[Stored items]

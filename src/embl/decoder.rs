use std::io::BufRead;

use lazy_static::lazy_static;
use log::debug;
use log::trace;
use regex::Regex;

use super::model::EmblRecord;
use crate::error::Error;
use crate::parser::read_record;
use crate::parser::utils::append_spaced;
use crate::parser::utils::parse_length;
use crate::parser::utils::strip_separator;
use crate::parser::utils::tokens_after_marker;
use crate::parser::Decoder;
use crate::parser::LineSource;
use crate::parser::Section;
use crate::record::Format;

// ---------------------------------------------------------------------------

const ID: &str = "ID";
const ACCESSION: &str = "AC";
const DATE: &str = "DT";
const SEQUENCE: &str = "SQ";

lazy_static! {
    static ref ORGANISM: Regex = Regex::new(r"^OS +(.+)$").unwrap();
    static ref CLASSIFICATION: Regex = Regex::new(r"^OC +(.+)$").unwrap();
}

// ---------------------------------------------------------------------------

#[derive(Debug, Clone, Copy, PartialEq, Eq)]
enum Line<'a> {
    Sequence,
    SequenceData,
    Id,
    Accession,
    Date,
    Organism(&'a str),
    Classification(&'a str),
    Other,
}

impl<'a> Line<'a> {
    fn classify(line: &'a str, section: Section) -> Self {
        if line.starts_with(SEQUENCE) {
            Line::Sequence
        } else if section == Section::SequenceBlock {
            Line::SequenceData
        } else if line.starts_with(ID) {
            Line::Id
        } else if line.starts_with(ACCESSION) {
            Line::Accession
        } else if line.starts_with(DATE) {
            Line::Date
        } else if let Some(m) = ORGANISM.captures(line).and_then(|c| c.get(1)) {
            Line::Organism(m.as_str())
        } else if let Some(m) = CLASSIFICATION.captures(line).and_then(|c| c.get(1)) {
            Line::Classification(m.as_str())
        } else {
            Line::Other
        }
    }
}

// ---------------------------------------------------------------------------

#[derive(Default)]
struct Builder {
    section: Section,
    start: usize,
    record: EmblRecord,
}

impl Builder {
    fn visit(&mut self, line: &str, line_number: usize) -> Result<(), Error> {
        if self.section == Section::Preamble {
            self.start = line_number;
        }

        let record = &mut self.record;
        self.section = match Line::classify(line, self.section) {
            Line::Sequence => Section::SequenceBlock,
            Line::SequenceData => {
                record.sequence.push_str(line);
                record.sequence.push('\n');
                Section::SequenceBlock
            }
            Line::Id => {
                // ID   <name> <class>; <type>; <length> <unit>.
                let tokens = line.split_whitespace().collect::<Vec<_>>();
                if tokens.len() < 6 {
                    return Err(Error::malformed("identification", line_number, line));
                }
                record.entry_name = tokens[1].into();
                record.molecule_type = strip_separator(tokens[3]).into();
                record.sequence_length = parse_length(tokens[4], line_number)?;
                Section::Header
            }
            Line::Accession => {
                let before = record.ids.len();
                let ids = tokens_after_marker(line).map(strip_separator);
                record.ids.extend(ids.map(From::from));
                if record.ids.len() == before {
                    return Err(Error::malformed("accession", line_number, line));
                }
                Section::Header
            }
            Line::Date => {
                let date = tokens_after_marker(line)
                    .next()
                    .ok_or_else(|| Error::malformed("date", line_number, line))?;
                record.date = strip_separator(date).into();
                Section::Header
            }
            Line::Organism(name) => {
                append_spaced(&mut record.organism, name);
                Section::Header
            }
            Line::Classification(lineage) => {
                append_spaced(&mut record.organism_classification, lineage);
                Section::Header
            }
            Line::Other => self.section,
        };
        Ok(())
    }

    fn finish(self, text: String) -> Result<EmblRecord, Error> {
        let mut record = self.record;
        if record.ids.is_empty() {
            let id = text.lines().next().unwrap_or_default();
            return Err(Error::malformed("accession", self.start, id));
        }
        record.organism = record.organism.to_lowercase();
        record.organism_classification = record.organism_classification.to_lowercase();
        record.text = text;

        let residues = record.residues().count();
        if residues != record.sequence_length {
            debug!(
                "record {} declares {} residues but contains {}",
                record.ids[0], record.sequence_length, residues
            );
        }

        Ok(record)
    }
}

// ---------------------------------------------------------------------------

#[derive(Debug, Default, Clone)]
/// A decoder for EMBL, SwissProt and TrEMBL flat file records.
///
/// Records start at an `ID` line and end at a `//` line.
pub struct EmblDecoder {}

impl EmblDecoder {
    pub fn new() -> Self {
        Self::default()
    }
}

impl Decoder for EmblDecoder {
    type Record = EmblRecord;

    fn decode_next<B: BufRead>(
        &self,
        source: &mut LineSource<B>,
    ) -> Result<Option<EmblRecord>, Error> {
        let mut builder = Builder::default();
        let text = match read_record(source, Format::Embl, |l, n| builder.visit(l, n))? {
            Some(text) => text,
            None => return Ok(None),
        };

        let record = builder.finish(text)?;
        trace!("decoded EMBL record {} (line {})", record.ids[0], source.line_number());
        Ok(Some(record))
    }
}
use std::io::BufRead;
use std::str::FromStr;

use super::model::GenBankFastaRecord;
use crate::common::ShortString;
use crate::error::Error;
use crate::error::InvalidValue;
use crate::fasta::FastaDecoder;
use crate::fasta::FastaRecord;
use crate::parser::Decoder;
use crate::parser::LineSource;

// ---------------------------------------------------------------------------

#[derive(Debug, Clone, Copy, PartialEq, Eq, Hash)]
/// The field of a composite identifier holding the GenBank accession.
pub enum AccessionField {
    /// The last field, e.g. `AC002397` in `gi|3287367|gb|AC002397.1|AC002397`.
    Last,
    /// The fourth field, e.g. `AC002397.1` in `gi|3287367|gb|AC002397.1|AC002397`.
    Versioned,
}

impl Default for AccessionField {
    fn default() -> Self {
        AccessionField::Last
    }
}

impl FromStr for AccessionField {
    type Err = InvalidValue;
    fn from_str(s: &str) -> Result<Self, Self::Err> {
        match s {
            "last" => Ok(AccessionField::Last),
            "versioned" => Ok(AccessionField::Versioned),
            other => Err(InvalidValue::from(other)),
        }
    }
}

// ---------------------------------------------------------------------------

/// Split a composite identifier on `|`, skipping empty fields.
fn split_fields(id: &str) -> Vec<&str> {
    let mut fields = Vec::new();
    let mut start = 0;
    for i in memchr::memchr_iter(b'|', id.as_bytes()) {
        fields.push(&id[start..i]);
        start = i + 1;
    }
    fields.push(&id[start..]);
    fields.retain(|f| !f.is_empty());
    fields
}

fn from_fasta(
    record: FastaRecord,
    field: AccessionField,
    line_number: usize,
) -> Result<GenBankFastaRecord, Error> {
    let composite = record.ids.into_iter().next().unwrap_or_default();
    let fields = split_fields(&composite);

    let chosen = match field {
        AccessionField::Last => fields.last(),
        AccessionField::Versioned => fields.get(3),
    }
    .ok_or_else(|| Error::malformed("accession", line_number, composite.as_str()))?;

    let (accession, version) = match chosen.find('.') {
        Some(i) => (&chosen[..i], *chosen),
        None => (*chosen, ""),
    };
    let gen_info_id = match fields.as_slice() {
        ["gi", gi, ..] => Some(ShortString::from(*gi)),
        _ => None,
    };

    Ok(GenBankFastaRecord {
        ids: vec![ShortString::from(accession)],
        version: ShortString::from(version),
        gen_info_id,
        description: record.description,
        sequence: record.sequence,
        sequence_length: record.sequence_length,
        text: record.text,
        composite_id: composite,
    })
}

// ---------------------------------------------------------------------------

#[derive(Debug, Default, Clone)]
/// A decoder for FASTA records with NCBI composite identifiers.
pub struct GenBankFastaDecoder {
    inner: FastaDecoder,
    field: AccessionField,
}

impl GenBankFastaDecoder {
    pub fn new() -> Self {
        Self::default()
    }

    /// Create a decoder extracting the accession from the given field.
    pub fn with_accession_field(field: AccessionField) -> Self {
        Self {
            inner: FastaDecoder::new(),
            field,
        }
    }

    pub fn accession_field(&self) -> AccessionField {
        self.field
    }
}

impl Decoder for GenBankFastaDecoder {
    type Record = GenBankFastaRecord;

    fn decode_next<B: BufRead>(
        &self,
        source: &mut LineSource<B>,
    ) -> Result<Option<GenBankFastaRecord>, Error> {
        match self.inner.decode_header_line(source)? {
            Some((record, line_number)) => from_fasta(record, self.field, line_number).map(Some),
            None => Ok(None),
        }
    }
}

#[cfg(test)]
mod tests {

    use super::*;

    const COMPOSITE: &str = "gi|3287367|gb|AC002397.1|AC002397";

    #[test]
    fn split_composite() {
        assert_eq!(split_fields(COMPOSITE), vec!["gi", "3287367", "gb", "AC002397.1", "AC002397"]);
        assert_eq!(split_fields("ref|NM_000014.6|"), vec!["ref", "NM_000014.6"]);
        assert_eq!(split_fields("AC002397"), vec!["AC002397"]);
    }

    #[test]
    fn last_field() {
        let fasta = FastaRecord::from_parts(COMPOSITE, "", "ACGT");
        let record = from_fasta(fasta, AccessionField::Last, 1).unwrap();
        assert_eq!(record.ids[0].as_str(), "AC002397");
        assert_eq!(record.version.as_str(), "");
        assert_eq!(record.gi(), Some("3287367"));
        assert_eq!(record.composite_id.as_str(), COMPOSITE);
    }

    #[test]
    fn last_field_with_version() {
        let fasta = FastaRecord::from_parts("gi|1|gb|AC002397.1|", "", "ACGT");
        let record = from_fasta(fasta, AccessionField::Last, 1).unwrap();
        assert_eq!(record.ids[0].as_str(), "AC002397");
        assert_eq!(record.version.as_str(), "AC002397.1");
    }

    #[test]
    fn versioned_field() {
        let fasta = FastaRecord::from_parts(COMPOSITE, "", "ACGT");
        let record = from_fasta(fasta, AccessionField::Versioned, 1).unwrap();
        assert_eq!(record.ids[0].as_str(), "AC002397");
        assert_eq!(record.version.as_str(), "AC002397.1");
    }

    #[test]
    fn versioned_field_missing() {
        let fasta = FastaRecord::from_parts("gb|AC002397", "", "ACGT");
        match from_fasta(fasta, AccessionField::Versioned, 12) {
            Err(Error::MalformedField("accession", 12, v)) => assert_eq!(v.0, "gb|AC002397"),
            other => panic!("unexpected result: {:?}", other),
        }
    }

    #[test]
    fn accession_field_from_str() {
        assert_eq!(AccessionField::from_str("last").unwrap(), AccessionField::Last);
        assert!(AccessionField::from_str("first").is_err());
    }
}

## EXERCISE GOAL
Every line of the records containing the word "EmblDecoder" must appear in the answer.

## WRITTEN REPLY
pub struct EmblDecoder {}
impl EmblDecoder {
impl Decoder for EmblDecoder {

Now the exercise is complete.